Accurx investigating post-Bank Holiday national outage
Accurx has apologised to GP practices using its online consultation tool after an outage affected its systems on Tuesday morning.
The technology company said there was a 41-minute period where patients were not able to access triage forms.
Although it has identified that ‘one device’ appeared to load a patient triage form ‘over one million times within a few minutes’, the company said it had not identified ‘any evidence of malicious activity’.
An email to customers said: ‘We’re really sorry for the disruption you and your patients experienced yesterday morning. We recognise that the timing immediately after a Bank holiday will have made this particularly challenging for practices managing high demand.
The update explained: ‘On 5 May 2026 between 08:02 – 08:43am patients were intermittently unable to access the Patient Triage form for their practice. Some Accurx links in patient messages also failed to load during this period, although patients would have received messages as normal.
It added: ‘We have identified a highly unusual event where a single device appears to have attempted to load one practice’s patient triage form over one million times within a few minutes.

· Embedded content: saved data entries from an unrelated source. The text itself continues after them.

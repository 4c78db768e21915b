//! World manager: room-grid generation, world lifecycle, and the owning
//! container for all per-world simulation state (spec 4.11).

mod room;

pub use room::{ExtractionPoint, Room};

use std::collections::HashMap;
use std::time::{Duration, Instant};

use rand::Rng;
use rand::SeedableRng;
use rand::rngs::SmallRng;

use crate::config::WorldGenConfig;
use crate::event::EventQueue;
use crate::loot::{LootItem, LootTables, materialize};
use crate::mob::Mob;
use crate::player::Player;
use crate::projectile::{Projectile, PositionHistory};
use crate::spatial::SpatialGrid;
use crate::wire::Vector2;

/// One active match: rooms, extraction points, and every entity the tick
/// engine owns exclusively while this world is being updated (spec 3, 4.11).
pub struct World {
    pub id: u64,
    pub rooms: HashMap<(i32, i32), Room>,
    pub extraction_points: Vec<ExtractionPoint>,
    pub players: HashMap<u32, Player>,
    pub mobs: HashMap<u64, Mob>,
    pub loot: HashMap<u64, LootItem>,
    pub projectiles: HashMap<u64, Projectile>,
    /// Metadata for items already picked up, kept so a player-death drop
    /// can re-materialize them into world loot (spec 4.9).
    pub item_registry: HashMap<u64, LootItem>,
    pub player_grid: SpatialGrid<u32>,
    pub mob_grid: SpatialGrid<u64>,
    pub events: EventQueue,
    pub tick: u64,
    pub rng: SmallRng,
    pub completed: bool,
    pub winning_team: Option<u8>,
    /// Per-player position ring used for lag-compensated projectile hit
    /// detection (spec 4.8).
    pub position_history: HashMap<u32, PositionHistory>,
    pub next_loot_spawn_at: Instant,
    next_loot_id: u64,
    next_mob_id: u64,
    next_projectile_id: u64,
}

impl World {
    /// `CreateWorld` from spec 4.11: generates the room grid, extraction
    /// points, and initial loot. Players are added afterward via
    /// `players.insert`, handing ownership from the lobby to the world.
    pub fn new(
        id: u64,
        world_gen: &WorldGenConfig,
        loot_tables: &LootTables,
        rng_seed: u64,
    ) -> Self {
        let rooms = generate_rooms(world_gen);
        let extraction_points = corner_extraction_points(world_gen, &rooms);
        let rng = SmallRng::seed_from_u64(rng_seed);

        let mut world = Self {
            id,
            rooms,
            extraction_points,
            players: HashMap::new(),
            mobs: HashMap::new(),
            loot: HashMap::new(),
            projectiles: HashMap::new(),
            item_registry: HashMap::new(),
            player_grid: SpatialGrid::new(crate::spatial::DEFAULT_CELL_SIZE),
            mob_grid: SpatialGrid::new(crate::spatial::DEFAULT_CELL_SIZE),
            events: EventQueue::new(),
            tick: 0,
            rng,
            completed: false,
            winning_team: None,
            position_history: HashMap::new(),
            next_loot_spawn_at: Instant::now()
                + Duration::from_secs_f32(world_gen.loot_respawn_interval_secs),
            next_loot_id: 1,
            next_mob_id: 1,
            next_projectile_id: 1,
        };

        world.spawn_initial_loot(world_gen, loot_tables);
        world.spawn_initial_mobs(world_gen);
        world
    }

    pub fn next_loot_id(&mut self) -> u64 {
        let id = self.next_loot_id;
        self.next_loot_id += 1;
        id
    }

    pub fn next_mob_id(&mut self) -> u64 {
        let id = self.next_mob_id;
        self.next_mob_id += 1;
        id
    }

    pub fn next_projectile_id(&mut self) -> u64 {
        let id = self.next_projectile_id;
        self.next_projectile_id += 1;
        id
    }

    /// World-wide bounds spanning every room, used for movement boundary
    /// clamping (spec 4.6).
    pub fn bounds(&self) -> (Vector2, Vector2) {
        let mut min = Vector2(f32::MAX, f32::MAX);
        let mut max = Vector2(f32::MIN, f32::MIN);
        for room in self.rooms.values() {
            let (room_min, room_max) = room.bounds();
            min.0 = min.0.min(room_min.0);
            min.1 = min.1.min(room_min.1);
            max.0 = max.0.max(room_max.0);
            max.1 = max.1.max(room_max.1);
        }
        (min, max)
    }

    /// Derives the room a position falls in via the bounds table
    /// (spec 4.6: "server derives current room by position -> room-bounds
    /// table").
    pub fn room_for_position(&self, position: Vector2) -> Option<(i32, i32)> {
        self.rooms
            .values()
            .find(|room| room.contains(position))
            .map(|room| room.id)
    }

    /// True when more than one team currently occupies `room_id`
    /// (spec 4.6 PvP encounter detection).
    pub fn has_pvp_encounter(&self, room_id: (i32, i32)) -> bool {
        let teams: std::collections::HashSet<u8> = self
            .players
            .values()
            .filter(|p| p.room_id == room_id && p.alive)
            .map(|p| p.team_id)
            .collect();
        teams.len() > 1
    }

    /// `CompleteWorld`: ends the match for the winning team (spec 4.11).
    pub fn complete(&mut self, winning_team: u8) {
        self.completed = true;
        self.winning_team = Some(winning_team);
    }

    /// Dispatches a client `extraction` action directly (spec 4.13 step 2).
    /// `start` begins or resumes progress for `team_id`; any other team
    /// already in progress is displaced. `cancel` resets progress.
    pub fn handle_extraction_action(&mut self, extraction_id: u32, team_id: u8, action: &str) {
        let Some(point) = self.extraction_points.iter_mut().find(|p| p.id == extraction_id) else {
            return;
        };
        if !point.active {
            return;
        }
        match action {
            "start" => {
                if point.progress_team != Some(team_id) {
                    point.progress_team = Some(team_id);
                    point.elapsed_secs = 0.0;
                }
            }
            "cancel" => {
                if point.progress_team == Some(team_id) {
                    point.progress_team = None;
                    point.elapsed_secs = 0.0;
                }
            }
            _ => {}
        }
    }

    fn spawn_initial_loot(&mut self, world_gen: &WorldGenConfig, loot_tables: &LootTables) {
        let Some(common) = loot_tables.get("common") else {
            return;
        };
        let room_ids: Vec<(i32, i32)> = self.rooms.keys().copied().collect();
        if room_ids.is_empty() {
            return;
        }

        for _ in 0..world_gen.initial_loot_count {
            let room_id = room_ids[self.rng.gen_range(0..room_ids.len())];
            let room_position = self.rooms[&room_id].position;
            let spread = self.rooms[&room_id].size.0 / 3.0;
            let rolls = common.roll(&mut self.rng, 0.0, 1);
            for roll in rolls {
                let id = self.next_loot_id();
                let item = materialize(roll, id, room_position, room_id, &mut self.rng, spread);
                self.loot.insert(item.id, item);
            }
        }
    }

    /// Populates each room with `MobsPerRoom` grunts/archers, plus a single
    /// boss guarding the room farthest from the starting corner (spec 2
    /// row 11, 4.10).
    fn spawn_initial_mobs(&mut self, world_gen: &WorldGenConfig) {
        let room_ids: Vec<(i32, i32)> = self.rooms.keys().copied().collect();
        if room_ids.is_empty() {
            return;
        }

        let boss_room = room_ids
            .iter()
            .copied()
            .max_by_key(|(x, y)| x * x + y * y)
            .unwrap_or(room_ids[0]);

        for &room_id in &room_ids {
            let (min, max) = self.rooms[&room_id].bounds();
            let room_position = self.rooms[&room_id].position;

            for i in 0..world_gen.mobs_per_room {
                let kind = if i % 3 == 0 {
                    crate::mob::MobKind::Archer
                } else {
                    crate::mob::MobKind::Grunt
                };
                let position = Vector2(
                    self.rng.gen_range(min.0..=max.0),
                    self.rng.gen_range(min.1..=max.1),
                );
                let id = self.next_mob_id();
                self.mobs.insert(id, Mob::new(id, kind, position, room_id));
            }

            if room_id == boss_room {
                let id = self.next_mob_id();
                self.mobs
                    .insert(id, Mob::new(id, crate::mob::MobKind::Boss, room_position, room_id));
            }
        }
    }
}

fn generate_rooms(world_gen: &WorldGenConfig) -> HashMap<(i32, i32), Room> {
    let mut rooms = HashMap::new();
    for x in 0..world_gen.grid_width as i32 {
        for y in 0..world_gen.grid_height as i32 {
            let id = (x, y);
            rooms.insert(
                id,
                Room {
                    id,
                    position: Vector2(
                        x as f32 * world_gen.room_spacing,
                        y as f32 * world_gen.room_spacing,
                    ),
                    size: world_gen.room_size,
                    connections: Vec::new(),
                    completed: false,
                },
            );
        }
    }

    let ids: Vec<(i32, i32)> = rooms.keys().copied().collect();
    for (x, y) in ids {
        let mut connections = Vec::new();
        for (dx, dy) in [(1, 0), (-1, 0), (0, 1), (0, -1)] {
            let neighbor = (x + dx, y + dy);
            if rooms.contains_key(&neighbor) {
                connections.push(neighbor);
            }
        }
        rooms.get_mut(&(x, y)).unwrap().connections = connections;
    }

    rooms
}

/// Default `ExtractionTimeSeconds` (spec 6); a running server overrides
/// this per-world from `GameBalance` after `World::new` returns.
const DEFAULT_EXTRACTION_TIME_SECS: f32 = 30.0;

fn corner_extraction_points(
    world_gen: &WorldGenConfig,
    rooms: &HashMap<(i32, i32), Room>,
) -> Vec<ExtractionPoint> {
    let max_x = world_gen.grid_width as i32 - 1;
    let max_y = world_gen.grid_height as i32 - 1;
    let corners = [(0, 0), (max_x, 0), (0, max_y), (max_x, max_y)];

    corners
        .iter()
        .enumerate()
        .filter_map(|(i, &corner)| {
            rooms.get(&corner).map(|room| {
                ExtractionPoint::new(i as u32, room.position, corner, DEFAULT_EXTRACTION_TIME_SECS)
            })
        })
        .collect()
}

#[cfg(test)]
mod tests {
    use super::*;

    #[test]
    fn generates_full_grid_with_four_neighbor_connections() {
        let world_gen = WorldGenConfig::default();
        let rooms = generate_rooms(&world_gen);
        assert_eq!(
            rooms.len(),
            (world_gen.grid_width * world_gen.grid_height) as usize
        );

        let corner = &rooms[&(0, 0)];
        assert_eq!(corner.connections.len(), 2);

        let interior = &rooms[&(1, 1)];
        assert_eq!(interior.connections.len(), 4);
    }

    #[test]
    fn places_four_extraction_points_at_corners() {
        let world_gen = WorldGenConfig::default();
        let loot_tables = LootTables::defaults();
        let world = World::new(1, &world_gen, &loot_tables, 42);
        assert_eq!(world.extraction_points.len(), 4);
    }

    #[test]
    fn spawns_initial_loot_across_rooms() {
        let world_gen = WorldGenConfig::default();
        let loot_tables = LootTables::defaults();
        let world = World::new(1, &world_gen, &loot_tables, 42);
        assert!(!world.loot.is_empty());
    }

    #[test]
    fn room_for_position_matches_bounds_table() {
        let world_gen = WorldGenConfig::default();
        let loot_tables = LootTables::defaults();
        let world = World::new(1, &world_gen, &loot_tables, 42);
        let room = &world.rooms[&(0, 0)];
        assert_eq!(world.room_for_position(room.position), Some((0, 0)));
    }
}
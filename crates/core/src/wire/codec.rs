use std::io::{Read, Write};

use flate2::Compression;
use flate2::read::DeflateDecoder;
use flate2::write::DeflateEncoder;
use serde::{Deserialize, Serialize};

use crate::error::WireError;

/// Top-level framing: `[type, playerId, data, timestamp]` (spec 4.1, 6).
/// `data` is itself a MessagePack encoding of the typed payload named by
/// `msg_type`; keeping the type as a sibling field lets the transport
/// route or rate-limit a datagram without decoding its payload.
#[derive(Debug, Clone, Serialize, Deserialize)]
pub struct Envelope {
    pub msg_type: String,
    pub player_id: String,
    pub data: Vec<u8>,
    pub timestamp: f64,
}

const COMPRESSED_FLAG: u8 = 1;
const RAW_FLAG: u8 = 0;

/// Serializes `envelope` and applies DEFLATE above `compression_threshold`
/// bytes, prefixing a one-byte flag so the receiver knows whether to
/// inflate (spec 4.1).
pub fn encode_datagram(
    envelope: &Envelope,
    compression_threshold: usize,
    max_packet_size: usize,
) -> Result<Vec<u8>, WireError> {
    let body = rmp_serde::to_vec(envelope)?;

    let mut out = Vec::with_capacity(body.len() + 1);
    if body.len() > compression_threshold {
        out.push(COMPRESSED_FLAG);
        let mut encoder = DeflateEncoder::new(&mut out, Compression::fast());
        encoder.write_all(&body)?;
        encoder.finish()?;
    } else {
        out.push(RAW_FLAG);
        out.extend_from_slice(&body);
    }

    if out.len() > max_packet_size {
        return Err(WireError::TooLarge(out.len(), max_packet_size));
    }

    Ok(out)
}

/// Reverses [`encode_datagram`], decompressing first if the flag byte
/// indicates DEFLATE was applied.
pub fn decode_datagram(bytes: &[u8]) -> Result<Envelope, WireError> {
    let (&flag, body) = bytes
        .split_first()
        .ok_or_else(|| WireError::UnsupportedType("empty datagram".into()))?;

    let decoded = match flag {
        RAW_FLAG => body.to_vec(),
        COMPRESSED_FLAG => {
            let mut decoder = DeflateDecoder::new(body);
            let mut buf = Vec::new();
            decoder.read_to_end(&mut buf)?;
            buf
        }
        other => return Err(WireError::UnsupportedType(format!("flag byte {other}"))),
    };

    Ok(rmp_serde::from_slice(&decoded)?)
}
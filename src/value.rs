//! Value envelopes: the unit exchanged through a binding chain.
//!
//! A [`BindingValue`] pairs a value with an optional [`BindingError`]. Errors
//! are classified by [`Severity`], a total order from `None` (transient
//! annotations such as "validation pending") up to `Fatal`.

use std::fmt;
use std::future::Future;
use std::pin::Pin;
use std::task::{Context, Poll};

use futures::future::{LocalBoxFuture, Shared};
use futures::FutureExt;

// ---------------------------------------------------------------------------
// Value
// ---------------------------------------------------------------------------

/// Bound values must be cloneable, comparable and printable.
///
/// Comparison drives change detection at the model boundary; `Debug` keeps
/// envelopes inspectable in logs and test failures.
pub trait Value: Clone + PartialEq + fmt::Debug + 'static {}

impl<T: Clone + PartialEq + fmt::Debug + 'static> Value for T {}

// ---------------------------------------------------------------------------
// Severity
// ---------------------------------------------------------------------------

/// Error severity, totally ordered: `None < Information < Warning < Error < Fatal`.
#[derive(Debug, Clone, Copy, PartialEq, Eq, PartialOrd, Ord, Hash, Default)]
pub enum Severity {
    /// Transient annotation only, e.g. an async validation in flight.
    #[default]
    None,
    /// Benign information.
    Information,
    /// Acceptable validation issue.
    Warning,
    /// Unacceptable validation issue.
    Error,
    /// Something went wrong outside the value itself (e.g. a failed async check).
    Fatal,
}

impl Severity {
    /// Whether this severity makes a value unacceptable (`Error` or worse).
    pub fn is_blocking(self) -> bool {
        self >= Severity::Error
    }
}

impl fmt::Display for Severity {
    fn fmt(&self, f: &mut fmt::Formatter<'_>) -> fmt::Result {
        let name = match self {
            Self::None => "none",
            Self::Information => "information",
            Self::Warning => "warning",
            Self::Error => "error",
            Self::Fatal => "fatal",
        };
        f.write_str(name)
    }
}

// ---------------------------------------------------------------------------
// PendingValidation
// ---------------------------------------------------------------------------

/// Handle to an in-flight asynchronous validation.
///
/// Cloneable and awaitable any number of times; resolves once the validation
/// it belongs to has finished (whether or not its result was applied).
#[derive(Clone)]
pub struct PendingValidation(Shared<LocalBoxFuture<'static, ()>>);

impl PendingValidation {
    /// Wrap a future that completes when the validation is done.
    pub fn new(done: impl Future<Output = ()> + 'static) -> Self {
        Self(done.boxed_local().shared())
    }

    /// Whether both handles refer to the same validation run.
    pub fn same_run(&self, other: &Self) -> bool {
        self.0.ptr_eq(&other.0)
    }

    /// Whether the validation has already completed.
    pub fn is_done(&self) -> bool {
        self.0.peek().is_some()
    }
}

impl Future for PendingValidation {
    type Output = ();

    fn poll(mut self: Pin<&mut Self>, cx: &mut Context<'_>) -> Poll<()> {
        self.0.poll_unpin(cx)
    }
}

impl fmt::Debug for PendingValidation {
    fn fmt(&self, f: &mut fmt::Formatter<'_>) -> fmt::Result {
        f.debug_struct("PendingValidation")
            .field("done", &self.is_done())
            .finish()
    }
}

// ---------------------------------------------------------------------------
// BindingError
// ---------------------------------------------------------------------------

/// A classified problem attached to a value.
#[derive(Debug, Clone)]
pub struct BindingError {
    pub level: Severity,
    pub message: String,
    /// Set while an asynchronous validation for this value is running.
    pub pending: Option<PendingValidation>,
}

impl BindingError {
    /// Create an error at the given level.
    pub fn new(level: Severity, message: impl Into<String>) -> Self {
        Self {
            level,
            message: message.into(),
            pending: None,
        }
    }

    /// Create the `None`-level annotation used while an async validation runs.
    pub fn pending(message: impl Into<String>, handle: PendingValidation) -> Self {
        Self {
            level: Severity::None,
            message: message.into(),
            pending: Some(handle),
        }
    }

    /// Combine an error already carried by an envelope with a freshly computed one.
    ///
    /// The higher severity wins; on a tie the existing error wins. If the
    /// winner has no pending handle, the loser's handle is carried over so
    /// that callers can still await the validation.
    pub fn merge(existing: Option<BindingError>, fresh: BindingError) -> BindingError {
        let Some(existing) = existing else {
            return fresh;
        };
        let (mut winner, loser) = if fresh.level > existing.level {
            (fresh, existing)
        } else {
            (existing, fresh)
        };
        if winner.pending.is_none() {
            winner.pending = loser.pending;
        }
        winner
    }
}

impl PartialEq for BindingError {
    fn eq(&self, other: &Self) -> bool {
        let same_pending = match (&self.pending, &other.pending) {
            (None, None) => true,
            (Some(a), Some(b)) => a.same_run(b),
            _ => false,
        };
        self.level == other.level && self.message == other.message && same_pending
    }
}

impl fmt::Display for BindingError {
    fn fmt(&self, f: &mut fmt::Formatter<'_>) -> fmt::Result {
        write!(f, "{}: {}", self.level, self.message)
    }
}

// ---------------------------------------------------------------------------
// BindingValue
// ---------------------------------------------------------------------------

/// A value paired with an optional error.
#[derive(Debug, Clone, PartialEq)]
pub struct BindingValue<T> {
    pub value: T,
    pub error: Option<BindingError>,
}

impl<T> BindingValue<T> {
    /// An envelope carrying no error.
    pub fn new(value: T) -> Self {
        Self { value, error: None }
    }

    /// An envelope carrying `error`.
    pub fn with_error(value: T, error: BindingError) -> Self {
        Self {
            value,
            error: Some(error),
        }
    }

    /// Severity of the carried error, `Severity::None` when there is none.
    pub fn level(&self) -> Severity {
        self.error.as_ref().map_or(Severity::None, |e| e.level)
    }

    /// Whether no error is attached.
    pub fn is_ok(&self) -> bool {
        self.error.is_none()
    }

    /// Map the value, keeping the error.
    pub fn map<U>(self, f: impl FnOnce(T) -> U) -> BindingValue<U> {
        BindingValue {
            value: f(self.value),
            error: self.error,
        }
    }
}

impl<T> From<T> for BindingValue<T> {
    fn from(value: T) -> Self {
        Self::new(value)
    }
}

// ===========================================================================
// Tests
// ===========================================================================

It explained that this is equivalent to the number of requests that would be expected across the whole country over the space of a week.
‘At the same time, our systems experienced compounding failures which contributed to wider disruption across other practices. At this stage, we are investigating whether these events were directly related’, it said.
Accurx said it was already ‘actively involved’ with the practice involved as part of its investigation into the matter.
The company also said it has ‘implemented immediate mitigations and are implementing further changes to prevent this happening in the future’.
It said this included:
- Enhanced detection of abnormal traffic patterns.
- Introducing rate-limiting measures to prevent extreme volumes of requests from overwhelming the system.
- Rearchitecting our patient-facing services to prevent a compounding failure.
The company said: ‘We will complete a full post-incident review and share a detailed report on our user support page once our investigation is complete, including any further actions we are taking.
‘We know Patient Triage is critical to your ability to deliver care and safely manage demand, and are taking this incident seriously.’
Last year, GP practices were asked to review and correct 57,000 patient records containing vaccination coding errors, after an IT fault which affected Accurx’s Batch Messaging system.